Brace yourselves for a full on super-spoilerific walk-through of The Crown, the fifth and final book in the bestselling Bachelor(ette) Selection series. If you’re a stick in the mud about a little good-natured ribbing, I’d advise you to back away slowly. Because while I thoroughly enjoy these books as my guilty pleasure series, there are undeniable…issues…with them. And to give credit where credit is due, the inspiration for this series came from the utterly hilarious read-through of Throne of Glass currently happening over on Hey Ashers! It’s all in good fun, though, so here we go!
When we last saw Crown Princess Eadlyn Schreave, her mother had just suffered a heart attack, quite possibly brought on by the not-small stress of learning Eadlyn’s twin brother, Ahren, has eloped to France to marry his sweetheart, Princess Camille. Eadlyn was also the recipient of a lovely goodbye note from Ahren that basically says the people of Illéa despise her, and she needs to show some humanity or else face the plummeting disapproval rate of the media.
We learn that Queen America was saved by harvesting “a vein from her leg to replace the one in her chest that had been worked to death.” Given the escapist and flighty nature of this series, I at first questioned the medical validity of this statement, but upon interrogating my surgeon dad, learned that it is actually standard procedure in bypass surgery. I shall restore some points to the nonexistent tally.

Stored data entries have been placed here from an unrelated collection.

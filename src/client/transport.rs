//! Connection plumbing for client workers: server spec parsing, dialing
//! from a chosen local address, the optional TLS upgrade, and stream
//! halves that unify TCP and TLS connections.

use std::net::{IpAddr, SocketAddr};
use std::pin::Pin;
use std::sync::Arc;
use std::task::{Context, Poll};

use hickory_resolver::TokioResolver;
use hickory_resolver::config::ResolverConfig;
use hickory_resolver::name_server::TokioConnectionProvider;
use tokio::io::{AsyncRead, AsyncWrite, ReadBuf};
use tokio::net::tcp::{OwnedReadHalf, OwnedWriteHalf};
use tokio::net::{TcpSocket, TcpStream};
use tokio_rustls::TlsConnector;
use tokio_rustls::client::TlsStream;
use tokio_rustls::rustls::client::danger::{
    HandshakeSignatureValid, ServerCertVerified, ServerCertVerifier,
};
use tokio_rustls::rustls::pki_types::{CertificateDer, ServerName, UnixTime};
use tokio_rustls::rustls::{ClientConfig, DigitallySignedStruct, SignatureScheme};

use crate::error::{ClientError, ScriptError};

/// Default IRC port, with and without TLS.
pub const DEFAULT_PORT: u16 = 6667;

/// Maximum accepted length of one line from a server.
pub const MAX_LINE_LEN: usize = 2048;

/// A parsed `<server>[:<port>][/tls]` connection target.
#[derive(Debug, Clone, PartialEq, Eq)]
pub struct ServerSpec {
    pub host: String,
    pub port: u16,
    pub tls: bool,
}

impl ServerSpec {
    /// Parses a connection target, substituting `suffix` for a trailing
    /// `...` in the host.
    pub fn parse(spec: &str, suffix: &str) -> Result<Self, ScriptError> {
        let (rest, tls) = match spec.strip_suffix("/tls") {
            Some(rest) => (rest, true),
            None => (spec, false),
        };
        let (host, port) = match rest.split_once(':') {
            Some((host, port)) => (
                host,
                port.parse()
                    .map_err(|_| ScriptError::BadServer(spec.to_string()))?,
            ),
            None => (rest, DEFAULT_PORT),
        };
        if host.is_empty() {
            return Err(ScriptError::BadServer(spec.to_string()));
        }
        Ok(Self { host: replace_suffix(host, suffix), port, tls })
    }
}

/// Replaces a trailing `...` in `name` with `suffix`, keeping the first
/// dot of the ellipsis: `"irc..."` with suffix `"example.org"` becomes
/// `"irc.example.org"`.
pub fn replace_suffix(name: &str, suffix: &str) -> String {
    match name.strip_suffix("...") {
        Some(stem) => format!("{stem}.{suffix}"),
        None => name.to_string(),
    }
}

/// Builds the process-wide DNS resolver from system configuration, falling
/// back to defaults when no usable system configuration exists.
pub fn resolver() -> TokioResolver {
    TokioResolver::builder_tokio()
        .map(|builder| builder.build())
        .unwrap_or_else(|_| {
            TokioResolver::builder_with_config(
                ResolverConfig::default(),
                TokioConnectionProvider::default(),
            )
            .build()
        })
}

/// Resolves `host` to its addresses. IP literals short-circuit the
/// resolver entirely.
pub async fn resolve(resolver: &TokioResolver, host: &str) -> Result<Vec<IpAddr>, ClientError> {
    if let Ok(ip) = host.parse::<IpAddr>() {
        return Ok(vec![ip]);
    }
    let lookup = resolver.lookup_ip(host).await.map_err(|err| {
        tracing::debug!(%host, error = %err, "DNS lookup failed");
        ClientError::Resolve(host.to_string())
    })?;
    let addrs: Vec<IpAddr> = lookup.iter().collect();
    if addrs.is_empty() {
        return Err(ClientError::NoAddress(host.to_string()));
    }
    Ok(addrs)
}

/// Dials `remote` with the local end bound to `local` (ephemeral port),
/// so that several clients sharing one container can present distinct
/// source addresses.
pub async fn dial(local: IpAddr, remote: SocketAddr) -> Result<TcpStream, ClientError> {
    let socket = if remote.is_ipv4() { TcpSocket::new_v4() } else { TcpSocket::new_v6() }
        .map_err(ClientError::Connect)?;
    socket
        .bind(SocketAddr::new(local, 0))
        .map_err(ClientError::Connect)?;
    socket.connect(remote).await.map_err(ClientError::Connect)
}

/// A certificate verifier that accepts all certificates.
/// DANGEROUS: the driver talks to throwaway testnet servers with
/// self-signed certificates; this is a test harness, not a client.
#[derive(Debug)]
struct DangerousNoVerifier;

impl ServerCertVerifier for DangerousNoVerifier {
    fn verify_server_cert(
        &self,
        _end_entity: &CertificateDer<'_>,
        _intermediates: &[CertificateDer<'_>],
        _server_name: &ServerName<'_>,
        _ocsp_response: &[u8],
        _now: UnixTime,
    ) -> Result<ServerCertVerified, tokio_rustls::rustls::Error> {
        Ok(ServerCertVerified::assertion())
    }

    fn verify_tls12_signature(
        &self,
        _message: &[u8],
        _cert: &CertificateDer<'_>,
        _dss: &DigitallySignedStruct,
    ) -> Result<HandshakeSignatureValid, tokio_rustls::rustls::Error> {
        Ok(HandshakeSignatureValid::assertion())
    }

    fn verify_tls13_signature(
        &self,
        _message: &[u8],
        _cert: &CertificateDer<'_>,
        _dss: &DigitallySignedStruct,
    ) -> Result<HandshakeSignatureValid, tokio_rustls::rustls::Error> {
        Ok(HandshakeSignatureValid::assertion())
    }

    fn supported_verify_schemes(&self) -> Vec<SignatureScheme> {
        vec![
            SignatureScheme::RSA_PKCS1_SHA256,
            SignatureScheme::RSA_PKCS1_SHA384,
            SignatureScheme::RSA_PKCS1_SHA512,
            SignatureScheme::ECDSA_NISTP256_SHA256,
            SignatureScheme::ECDSA_NISTP384_SHA384,
            SignatureScheme::ECDSA_NISTP521_SHA512,
            SignatureScheme::RSA_PSS_SHA256,
            SignatureScheme::RSA_PSS_SHA384,
            SignatureScheme::RSA_PSS_SHA512,
            SignatureScheme::ED25519,
        ]
    }
}

/// Upgrades a TCP stream to TLS without certificate verification.
///
/// `server_name` is the original (pre-resolution) host from the script.
pub async fn upgrade_tls(
    stream: TcpStream,
    server_name: &str,
) -> Result<TlsStream<TcpStream>, ClientError> {
    let config = ClientConfig::builder()
        .dangerous()
        .with_custom_certificate_verifier(Arc::new(DangerousNoVerifier))
        .with_no_client_auth();
    let connector = TlsConnector::from(Arc::new(config));
    let name = ServerName::try_from(server_name.to_string())
        .map_err(|_| ClientError::ServerName(server_name.to_string()))?;
    connector.connect(name, stream).await.map_err(ClientError::Tls)
}

/// An established connection to a server, plaintext or TLS.
pub enum Conn {
    Tcp(TcpStream),
    Tls(Box<TlsStream<TcpStream>>),
}

impl Conn {
    /// Splits the connection into halves the reader task and the sending
    /// main task can own independently.
    pub fn split(self) -> (ConnReader, ConnWriter) {
        match self {
            Conn::Tcp(stream) => {
                let (read, write) = stream.into_split();
                (ConnReader::Tcp(read), ConnWriter::Tcp(write))
            }
            Conn::Tls(stream) => {
                let (read, write) = tokio::io::split(*stream);
                (ConnReader::Tls(read), ConnWriter::Tls(write))
            }
        }
    }
}

/// Owned read half of a [`Conn`].
pub enum ConnReader {
    Tcp(OwnedReadHalf),
    Tls(tokio::io::ReadHalf<TlsStream<TcpStream>>),
}

/// Owned write half of a [`Conn`].
pub enum ConnWriter {
    Tcp(OwnedWriteHalf),
    Tls(tokio::io::WriteHalf<TlsStream<TcpStream>>),
}

impl AsyncRead for ConnReader {
    fn poll_read(
        self: Pin<&mut Self>,
        cx: &mut Context<'_>,
        buf: &mut ReadBuf<'_>,
    ) -> Poll<std::io::Result<()>> {
        match self.get_mut() {
            Self::Tcp(inner) => Pin::new(inner).poll_read(cx, buf),
            Self::Tls(inner) => Pin::new(inner).poll_read(cx, buf),
        }
    }
}

impl AsyncWrite for ConnWriter {
    fn poll_write(
        self: Pin<&mut Self>,
        cx: &mut Context<'_>,
        buf: &[u8],
    ) -> Poll<std::io::Result<usize>> {
        match self.get_mut() {
            Self::Tcp(inner) => Pin::new(inner).poll_write(cx, buf),
            Self::Tls(inner) => Pin::new(inner).poll_write(cx, buf),
        }
    }

    fn poll_flush(self: Pin<&mut Self>, cx: &mut Context<'_>) -> Poll<std::io::Result<()>> {
        match self.get_mut() {
            Self::Tcp(inner) => Pin::new(inner).poll_flush(cx),
            Self::Tls(inner) => Pin::new(inner).poll_flush(cx),
        }
    }

    fn poll_shutdown(self: Pin<&mut Self>, cx: &mut Context<'_>) -> Poll<std::io::Result<()>> {
        match self.get_mut() {
            Self::Tcp(inner) => Pin::new(inner).poll_shutdown(cx),
            Self::Tls(inner) => Pin::new(inner).poll_shutdown(cx),
        }
    }
}
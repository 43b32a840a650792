//! Mock IRC server.
//!
//! Accepts one connection, welcomes whatever nickname registers with a
//! `001` (plus any configured extra lines), and records every line the
//! driver's client sends.

use std::net::SocketAddr;
use std::time::Duration;

use tokio::io::{AsyncBufReadExt, AsyncWriteExt, BufReader};
use tokio::net::TcpListener;
use tokio::sync::{mpsc, oneshot};

pub struct MockIrcServer {
    addr: SocketAddr,
    received: mpsc::UnboundedReceiver<String>,
    peer: Option<oneshot::Receiver<SocketAddr>>,
}

impl MockIrcServer {
    /// Binds on an ephemeral loopback port. `on_register` lines are sent
    /// verbatim right after the `001`.
    pub async fn spawn(on_register: Vec<String>) -> anyhow::Result<Self> {
        let listener = TcpListener::bind("127.0.0.1:0").await?;
        let addr = listener.local_addr()?;
        let (received_tx, received) = mpsc::unbounded_channel();
        let (peer_tx, peer_rx) = oneshot::channel();

        tokio::spawn(async move {
            let Ok((stream, peer_addr)) = listener.accept().await else {
                return;
            };
            let _ = peer_tx.send(peer_addr);
            let (read, mut write) = stream.into_split();
            let mut lines = BufReader::new(read).lines();
            while let Ok(Some(line)) = lines.next_line().await {
                if let Some(nick) = line.strip_prefix("NICK ") {
                    let mut reply = format!(":mock.server 001 {nick} :Welcome\r\n");
                    for extra in &on_register {
                        reply.push_str(extra);
                        reply.push_str("\r\n");
                    }
                    if write.write_all(reply.as_bytes()).await.is_err() {
                        return;
                    }
                }
                let _ = received_tx.send(line);
            }
        });

        Ok(Self { addr, received, peer: Some(peer_rx) })
    }

    pub fn port(&self) -> u16 {
        self.addr.port()
    }

    pub fn address(&self) -> String {
        format!("127.0.0.1:{}", self.addr.port())
    }

    /// The remote endpoint of the accepted connection, i.e. the driver
    /// client's local address.
    pub async fn peer_addr(&mut self) -> anyhow::Result<SocketAddr> {
        let peer = self
            .peer
            .take()
            .ok_or_else(|| anyhow::anyhow!("peer address already taken"))?;
        Ok(peer.await?)
    }

    /// Consumes received lines until `needle` shows up.
    pub async fn wait_received(&mut self, needle: &str) -> bool {
        tokio::time::timeout(Duration::from_secs(10), async {
            while let Some(line) = self.received.recv().await {
                if line == needle {
                    return true;
                }
            }
            false
        })
        .await
        .unwrap_or(false)
    }
}
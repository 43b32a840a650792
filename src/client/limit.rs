//! Send-side rate limiting.
//!
//! Mirrors the admission control of ircu-style servers so scripted clients
//! do not trip server-side excess-flood handling: each client carries a
//! virtual accept time `since` that every message pushes forward by its
//! cost, and a sender must wait whenever `since` runs more than the burst
//! window ahead of the wall clock.

use std::time::{Duration, Instant};

/// How far `since` may run ahead of the wall clock before sends block.
const BURST_AHEAD: Duration = Duration::from_secs(9);

/// Per-message base cost in seconds; one more second per 120 bytes.
const BASE_COST: u64 = 2;

/// The virtual-accept-time cursor for one client.
#[derive(Debug)]
pub struct SendWindow {
    pub(crate) since: Instant,
}

impl SendWindow {
    pub fn new() -> Self {
        Self { since: Instant::now() }
    }

    /// Charges one message of `len` bytes against the window.
    ///
    /// Returns how long the sender must sleep before transmitting. `since`
    /// never moves backwards.
    pub fn charge(&mut self, now: Instant, len: usize) -> Duration {
        let limit = now + BURST_AHEAD;
        let mut delay = Duration::ZERO;
        if self.since > limit {
            delay = self.since - limit;
        } else if self.since < now {
            self.since = now;
        }
        self.since += Duration::from_secs(BASE_COST + (len / 120) as u64);
        delay
    }
}

#[cfg(test)]
mod tests {
    use super::*;

    #[test]
    fn cost_is_two_seconds_plus_length() {
        let now = Instant::now();
        let mut window = SendWindow { since: now };

        window.charge(now, 60);
        assert_eq!(window.since, now + Duration::from_secs(2));

        window.charge(now, 120);
        assert_eq!(window.since, now + Duration::from_secs(5));

        window.charge(now, 250);
        assert_eq!(window.since, now + Duration::from_secs(9));
    }

    #[test]
    fn burst_allows_nine_seconds_ahead() {
        let now = Instant::now();
        let mut window = SendWindow { since: now };

        // Five 60-byte messages fit in the burst window without delay.
        for _ in 0..5 {
            assert_eq!(window.charge(now, 60), Duration::ZERO);
        }
        // The cursor is now 10s ahead; the next sends pay the difference.
        assert_eq!(window.charge(now, 60), Duration::from_secs(1));
        assert_eq!(window.charge(now, 60), Duration::from_secs(3));
    }

    #[test]
    fn stale_cursor_snaps_to_now() {
        let start = Instant::now();
        let mut window = SendWindow { since: start };
        let later = start + Duration::from_secs(100);

        assert_eq!(window.charge(later, 0), Duration::ZERO);
        assert_eq!(window.since, later + Duration::from_secs(2));
    }

    #[test]
    fn since_is_monotonic() {
        let now = Instant::now();
        let mut window = SendWindow { since: now };
        let mut previous = window.since;
        for len in [0, 60, 500, 0, 2000] {
            window.charge(now, len);
            assert!(window.since >= previous);
            previous = window.since;
        }
    }
}
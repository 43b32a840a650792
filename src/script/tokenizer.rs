//! Line splitting for the script language and the IRC wire format.
//!
//! Both splitters share one rule: tokens are separated by runs of spaces,
//! and the first token after the initial position that starts with `:`
//! swallows the rest of the line (colon stripped). They differ in how a
//! leading `:` is interpreted: the script splitter rewrites `:<name> <rest>`
//! into a `SEND` command, while the IRC splitter treats it as the message
//! source prefix.

use crate::error::ScriptError;

/// The whitespace characters recognized on IRC lines: space plus the
/// ASCII controls 9..13 (HT, LF, VT, FF, CR).
pub const IRC_WHITESPACE: &[char] = &[' ', '\t', '\n', '\x0b', '\x0c', '\r'];

/// Trims leading spaces and tabs, and trailing CR/LF.
pub fn irc_trim(line: &str) -> &str {
    line.trim_start_matches([' ', '\t']).trim_end_matches(['\r', '\n'])
}

/// Splits `text` into whitespace-delimited fields.
pub fn irc_fields(text: &str) -> Vec<&str> {
    text.split(|c: char| IRC_WHITESPACE.contains(&c))
        .filter(|field| !field.is_empty())
        .collect()
}

/// Splits `line` in an IRC-like fashion, appending tokens to `parts`.
///
/// The first scanned token is appended as-is even if it starts with `:`;
/// any later token starting with `:` makes the remainder of the line a
/// single trailing token.
fn append_split(parts: &mut Vec<String>, line: &str) {
    let mut rest = line;
    let mut first = true;
    loop {
        rest = rest.trim_start_matches(' ');
        if rest.is_empty() {
            return;
        }
        if !first {
            if let Some(trailing) = rest.strip_prefix(':') {
                parts.push(trailing.to_string());
                return;
            }
        }
        let end = rest.find(' ').unwrap_or(rest.len());
        parts.push(rest[..end].to_string());
        rest = &rest[end..];
        first = false;
    }
}

/// Splits one line of script into command tokens.
///
/// Blank lines and `#` comments yield an empty token list. A line of the
/// form `:<name> <text>` is rewritten to `["SEND", name, text]`; a bare
/// `:<name>` with no text is a syntax error.
pub fn script_split_line(line: &str) -> Result<Vec<String>, ScriptError> {
    let line = irc_trim(line);
    if line.is_empty() || line.starts_with('#') {
        return Ok(Vec::new());
    }

    if let Some(rest) = line.strip_prefix(':') {
        let Some((name, text)) = rest.split_once(' ') else {
            return Err(ScriptError::Syntax(line.to_string()));
        };
        return Ok(vec!["SEND".to_string(), name.to_string(), text.to_string()]);
    }

    let mut parts = Vec::with_capacity(4);
    append_split(&mut parts, line);
    Ok(parts)
}

/// Splits `line` in an IRC-client-like fashion.
///
/// The returned tokens are the source prefix (empty string when the line
/// carries none), the command, then any arguments. Blank lines and a
/// prefix with nothing after it yield an empty token list.
pub fn irc_split_line(line: &str) -> Vec<String> {
    let line = irc_trim(line);
    if line.is_empty() {
        return Vec::new();
    }

    let mut parts = Vec::with_capacity(7);
    let rest = if let Some(tail) = line.strip_prefix(':') {
        match tail.split_once(' ') {
            Some((source, rest)) => {
                parts.push(source.to_string());
                rest
            }
            None => {
                tracing::debug!(%line, "bogus IRC line");
                return Vec::new();
            }
        }
    } else {
        parts.push(String::new());
        line
    };

    append_split(&mut parts, rest);
    parts
}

On page four, we receive the first instance of the word “giggle.” I have a special streak of disgust reserved for this word, like other people with “moist.” It’s so girly and disempowering and makes me want to tell a poop joke just to counteract it (sorry, mom) and…exactly the word that personifies this book. BLEH.
Eadlyn chats with the in-house TV anchor Gavril before going on the televised Report, asking if the Selection really works: “He shrugged. ‘Yours is the third I’ve seen, and I can’t tell you how it works, how a lottery can bring in a soul mate.'” They claim that it works, but I think this random article Google gave me about the Bachelor and Bachelorette couples that are still together would beg to differ. It’s been a while since AP Statistics, but I don’t think 35 boys is a statistically significant sample of the population to be so certain a grouping of that size will bring you a soul mate.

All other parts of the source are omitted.